I dolori di casa Windsor per Elisabetta

Il destino ha voluto riservarle un dolore doppio: la morte di Filippo e il suo compleanno a pochi giorni di distanza. Certamente i sentimenti di solitudine e di tristezza accompagnano questa donna nell’alternarsi delle figure di ruolo politico e di moglie, ormai vedova. A ciò si aggiunge l’inquietudine sulla gestione del futuro del regno. Scandali e tensioni familiari, dubbi sull’erede al trono, gestione della Brexit e dei rapporti con Boris Johnson, primo ministro inglese, sono solo alcuni dei problemi aperti che la sovrana deve affrontare per la prima volta da sola, durante una Pandemia.

La forza e la tenacia di una sovrana

Ciò che colpisce di questa persona è senza dubbio la forza di volontà: la camminata solitaria verso la Cattedrale di una “nonna” di novantacinque anni dimostra ancora una volta al mondo intero il commitment di Elisabetta per l’investitura ricevuta. La capacità di separare “Lillibet” da Sua Maestà, è incredibile: l’età non ha indebolito The Queen.

Il giusto auspicio

Elisabetta è il sovrano più longevo della corona britannica; il suo regno ha attraversato il tempo, la storia e tante epoche diverse. Accompagnata dal Principe Filippo si è fatta guidare da questi verso il futuro e la tecnologia. Nata ai tempi di Winston Churchill, ha vissuto le Guerre Mondiali come ausiliaria della British Army, ha assistito alla trasformazione dell’impero britannico in Commonwealth, ha spinto la Monarchia verso la modernizzazione, cercando di adeguarsi anche ai cambiamenti della società inglese.
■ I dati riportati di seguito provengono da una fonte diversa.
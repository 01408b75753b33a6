//! Facade over the `oauth2` crate for the two token-endpoint grants the manager needs.

pub use oauth2;

// std
use std::borrow::Cow;
// crates.io
use oauth2::{
	AuthType, AuthUrl, AuthorizationCode, ClientId, ClientSecret, EndpointNotSet, EndpointSet,
	HttpClientError, PkceCodeVerifier, RedirectUrl, RefreshToken, RequestTokenError, Scope,
	TokenResponse, TokenUrl,
	basic::{BasicClient, BasicErrorResponse, BasicRequestTokenError, BasicTokenResponse},
};
// self
use crate::{
	_prelude::*,
	auth::{ScopeSet, TokenRecord, TokenSecret},
	error::{ConfigError, TransientError, TransportError},
	http::{ResponseMetadata, ResponseMetadataSlot, TokenHttpClient},
	provider::{ClientAuthMethod, ProviderDescriptor},
};

type ConfiguredBasicClient =
	BasicClient<EndpointSet, EndpointNotSet, EndpointNotSet, EndpointNotSet, EndpointSet>;
type FacadeFuture<'a, T> = Pin<Box<dyn Future<Output = Result<T>> + 'a + Send>>;

/// Token-endpoint grant a failure belongs to.
#[derive(Clone, Copy, Debug, PartialEq, Eq)]
pub enum Grant {
	/// `authorization_code` with PKCE.
	AuthorizationCode,
	/// `refresh_token`.
	RefreshToken,
}
impl Grant {
	/// Wire name of the grant.
	pub fn as_str(self) -> &'static str {
		match self {
			Self::AuthorizationCode => "authorization_code",
			Self::RefreshToken => "refresh_token",
		}
	}
}

/// Maps HTTP transport failures into crate [`Error`] values.
pub trait TransportErrorMapper<E>
where
	Self: 'static + Send + Sync,
	E: 'static + Send + Sync + StdError,
{
	/// Converts a transport failure seen while running `grant`.
	fn map_transport_error(
		&self,
		grant: Grant,
		metadata: Option<&ResponseMetadata>,
		error: HttpClientError<E>,
	) -> Error;
}

/// Default mapper for reqwest-backed transports.
#[cfg(feature = "reqwest")]
#[derive(Clone, Debug, Default)]
pub struct ReqwestTransportErrorMapper;
#[cfg(feature = "reqwest")]
impl TransportErrorMapper<ReqwestError> for ReqwestTransportErrorMapper {
	fn map_transport_error(
		&self,
		grant: Grant,
		meta: Option<&ResponseMetadata>,
		err: HttpClientError<ReqwestError>,
	) -> Error {
		match err {
			HttpClientError::Reqwest(inner) => map_reqwest_error(grant, meta, *inner),
			HttpClientError::Http(inner) => ConfigError::from(inner).into(),
			HttpClientError::Io(inner) => TransportError::from(inner).into(),
			HttpClientError::Other(message) => upstream_error(grant, meta, message),
			_ => upstream_error(grant, meta, "unknown HTTP client failure"),
		}
	}
}

/// Issues code-exchange and refresh requests against one authorization server.
pub(crate) struct OAuthFacade<C, M>
where
	C: ?Sized + TokenHttpClient,
	M: ?Sized + TransportErrorMapper<C::TransportError>,
{
	oauth_client: ConfiguredBasicClient,
	scope_delimiter: char,
	http_client: Arc<C>,
	error_mapper: Arc<M>,
}
impl<C, M> OAuthFacade<C, M>
where
	C: ?Sized + TokenHttpClient,
	M: ?Sized + TransportErrorMapper<C::TransportError>,
{
	pub(crate) fn from_descriptor(
		descriptor: &ProviderDescriptor,
		client_id: &str,
		client_secret: Option<&str>,
		http_client: Arc<C>,
		error_mapper: Arc<M>,
	) -> Result<Self> {
		let auth_url = AuthUrl::new(descriptor.endpoints.authorization.to_string())
			.map_err(|source| ConfigError::InvalidDescriptor { source })?;
		let token_url = TokenUrl::new(descriptor.endpoints.token.to_string())
			.map_err(|source| ConfigError::InvalidDescriptor { source })?;
		let mut oauth_client = BasicClient::new(ClientId::new(client_id.to_owned()))
			.set_auth_uri(auth_url)
			.set_token_uri(token_url);

		match (descriptor.client_auth_method, client_secret) {
			(ClientAuthMethod::NoneWithPkce, _) | (_, None) => {},
			(ClientAuthMethod::ClientSecretBasic, Some(secret)) => {
				oauth_client = oauth_client.set_client_secret(ClientSecret::new(secret.to_owned()));
			},
			(ClientAuthMethod::ClientSecretPost, Some(secret)) => {
				oauth_client = oauth_client
					.set_client_secret(ClientSecret::new(secret.to_owned()))
					.set_auth_type(AuthType::RequestBody);
			},
		}

		Ok(Self {
			oauth_client,
			scope_delimiter: descriptor.scope_format.delimiter,
			http_client,
			error_mapper,
		})
	}

	/// Redeems an authorization code together with its PKCE verifier.
	pub(crate) fn exchange_code<'a>(
		&'a self,
		code: &'a str,
		verifier: &'a TokenSecret,
		requested_scope: &'a ScopeSet,
		redirect_uri: &'a Url,
	) -> FacadeFuture<'a, TokenRecord> {
		let meta = ResponseMetadataSlot::default();

		Box::pin(async move {
			let handle = self.http_client.with_metadata(meta.clone());
			let redirect_url = RedirectUrl::new(redirect_uri.to_string())
				.map_err(|source| ConfigError::InvalidRedirect { source })?;
			let response = self
				.oauth_client
				.exchange_code(AuthorizationCode::new(code.to_owned()))
				.set_pkce_verifier(PkceCodeVerifier::new(verifier.expose().to_owned()))
				.set_redirect_uri(Cow::Owned(redirect_url))
				.request_async(&handle)
				.await
				.map_err(|err| {
					map_request_error(
						Grant::AuthorizationCode,
						meta.take(),
						err,
						self.error_mapper.as_ref(),
					)
				})?;

			self.token_record(requested_scope, response)
		})
	}

	/// Runs the refresh grant. The returned record's refresh token is whatever the server sent,
	/// so callers decide how to handle a non-rotating server.
	pub(crate) fn refresh<'a>(
		&'a self,
		refresh_token: &'a TokenSecret,
		requested_scope: &'a ScopeSet,
	) -> FacadeFuture<'a, TokenRecord> {
		let meta = ResponseMetadataSlot::default();

		Box::pin(async move {
			let handle = self.http_client.with_metadata(meta.clone());
			let refresh_secret = RefreshToken::new(refresh_token.expose().to_owned());
			let mut request = self.oauth_client.exchange_refresh_token(&refresh_secret);

			for scope in requested_scope.iter() {
				request = request.add_scope(Scope::new(scope.to_owned()));
			}

			let response = request.request_async(&handle).await.map_err(|err| {
				map_request_error(Grant::RefreshToken, meta.take(), err, self.error_mapper.as_ref())
			})?;

			self.token_record(requested_scope, response)
		})
	}

	fn token_record(
		&self,
		requested_scope: &ScopeSet,
		response: BasicTokenResponse,
	) -> Result<TokenRecord> {
		let expires_in = response.expires_in().ok_or(ConfigError::MissingExpiresIn)?.as_secs();
		let expires_in = i64::try_from(expires_in).map_err(|_| ConfigError::ExpiresInOutOfRange)?;

		if expires_in <= 0 {
			return Err(ConfigError::NonPositiveExpiresIn.into());
		}

		// Servers may narrow the grant; the echoed list wins over the request.
		let scope = match response.scopes() {
			Some(scopes) if !scopes.is_empty() =>
				ScopeSet::split(scopes.iter().map(|scope| scope.as_str()), self.scope_delimiter)
					.map_err(ConfigError::from)?,
			_ => requested_scope.clone(),
		};
		let mut builder = TokenRecord::builder(scope)
			.access_token(response.access_token().secret().to_owned())
			.token_type(response.token_type().as_ref())
			.issued_at(OffsetDateTime::now_utc())
			.expires_in(Duration::seconds(expires_in));

		if let Some(refresh) = response.refresh_token() {
			builder = builder.refresh_token(refresh.secret().to_owned());
		}

		builder.build().map_err(|err| ConfigError::from(err).into())
	}
}

fn map_request_error<E, M>(
	grant: Grant,
	meta: Option<ResponseMetadata>,
	err: BasicRequestTokenError<HttpClientError<E>>,
	mapper: &M,
) -> Error
where
	E: 'static + Send + Sync + StdError,
	M: ?Sized + TransportErrorMapper<E>,
{
	let meta = meta.as_ref();

	match err {
		RequestTokenError::ServerResponse(response) => map_server_response(grant, response, meta),
		RequestTokenError::Request(error) => mapper.map_transport_error(grant, meta, error),
		RequestTokenError::Parse(source, _body) =>
			TransientError::ResponseParse { source: Arc::new(source), status: meta_status(meta) }
				.into(),
		RequestTokenError::Other(message) => upstream_error(grant, meta, message),
	}
}

fn map_server_response(
	grant: Grant,
	response: BasicErrorResponse,
	meta: Option<&ResponseMetadata>,
) -> Error {
	let code = response.error().as_ref().to_owned();
	let message = match response.error_description() {
		Some(description) => format!("{code}: {description}"),
		None => code.clone(),
	};
	let status = meta_status(meta);

	if status.is_some_and(|status| status == 429) {
		return Error::RateLimited { retry_after: meta_retry_after(meta) };
	}
	if status.is_some_and(|status| status >= 500)
		|| matches!(code.as_str(), "temporarily_unavailable" | "server_error")
	{
		return TransientError::Upstream {
			message: format!("{} grant failed upstream: {message}", grant.as_str()),
			status,
			retry_after: meta_retry_after(meta),
		}
		.into();
	}

	Error::Rejected { status: status.unwrap_or(400), message }
}

#[cfg(feature = "reqwest")]
fn map_reqwest_error(grant: Grant, meta: Option<&ResponseMetadata>, err: ReqwestError) -> Error {
	if err.is_builder() {
		return ConfigError::from(err).into();
	}
	if err.is_timeout() {
		return TransientError::Upstream {
			message: format!("{} grant timed out", grant.as_str()),
			status: meta_status(meta).or_else(|| err.status().map(|code| code.as_u16())),
			retry_after: meta_retry_after(meta),
		}
		.into();
	}

	TransportError::from(err).into()
}

fn upstream_error(grant: Grant, meta: Option<&ResponseMetadata>, detail: impl Display) -> Error {
	TransientError::Upstream {
		message: format!("{} grant returned an unexpected response: {detail}", grant.as_str()),
		status: meta_status(meta),
		retry_after: meta_retry_after(meta),
	}
	.into()
}

fn meta_status(meta: Option<&ResponseMetadata>) -> Option<u16> {
	meta.and_then(|value| value.status)
}

fn meta_retry_after(meta: Option<&ResponseMetadata>) -> Option<Duration> {
	meta.and_then(|value| value.retry_after)
}

#[cfg(all(test, feature = "reqwest"))]
mod tests {
	// crates.io
	use oauth2::basic::BasicErrorResponseType;
	// self
	use super::*;
	use crate::{auth::ProviderId, http::ReqwestHttpClient};

	fn descriptor(method: ClientAuthMethod) -> ProviderDescriptor {
		ProviderDescriptor::builder(
			ProviderId::new("test-provider").expect("Failed to construct provider identifier."),
		)
		.authorization_endpoint(
			Url::parse("https://example.com/oauth2/authorize")
				.expect("Failed to parse authorization endpoint URL."),
		)
		.token_endpoint(
			Url::parse("https://example.com/oauth2/token")
				.expect("Failed to parse token endpoint URL."),
		)
		.preferred_client_auth_method(method)
		.build()
		.expect("Failed to build provider descriptor.")
	}

	#[test]
	fn builds_for_every_client_auth_method() {
		for method in [
			ClientAuthMethod::ClientSecretBasic,
			ClientAuthMethod::ClientSecretPost,
			ClientAuthMethod::NoneWithPkce,
		] {
			let facade = <OAuthFacade<ReqwestHttpClient, ReqwestTransportErrorMapper>>::from_descriptor(
				&descriptor(method),
				"client-id",
				Some("secret"),
				Arc::new(ReqwestHttpClient::default()),
				Arc::new(ReqwestTransportErrorMapper),
			);

			assert!(facade.is_ok());
		}
	}

	#[test]
	fn server_errors_are_classified_by_status() {
		let response = BasicErrorResponse::new(
			BasicErrorResponseType::InvalidGrant,
			Some("refresh token revoked".into()),
			None,
		);
		let rejected = map_server_response(
			Grant::RefreshToken,
			response.clone(),
			Some(&ResponseMetadata { status: Some(400), retry_after: None }),
		);

		assert!(
			matches!(rejected, Error::Rejected { status: 400, ref message } if message.contains("revoked"))
		);

		let throttled = map_server_response(
			Grant::RefreshToken,
			response.clone(),
			Some(&ResponseMetadata { status: Some(429), retry_after: Some(Duration::seconds(3)) }),
		);

		assert!(matches!(throttled, Error::RateLimited { retry_after: Some(_) }));

		let upstream = map_server_response(
			Grant::AuthorizationCode,
			response,
			Some(&ResponseMetadata { status: Some(503), retry_after: None }),
		);

		assert!(matches!(upstream, Error::Transient(_)));
	}
}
Insomma, pur con tutti i suoi difetti ed errori, “Her Majesty” ha certamente svolto il suo ruolo fino in fondo con caparbietà ed abnegazione.

Le spetterebbe, prima della fine, un riconoscimento: il rispetto dignitoso dei suoi familiari che in pochi anni hanno messo a dura prova una Corona che fu sinonimo di grandeur, figlia di Guglielmo Il Conquistatore, Riccardo I “Cuor di Leone”, Enrico VIII, Elisabetta I. Gli scandali a Corte ci sono sempre stati, ma quelli avvenuti negli ultimi decenni stanno seriamente compromettendo la reputazione della dinastia dei Windsor.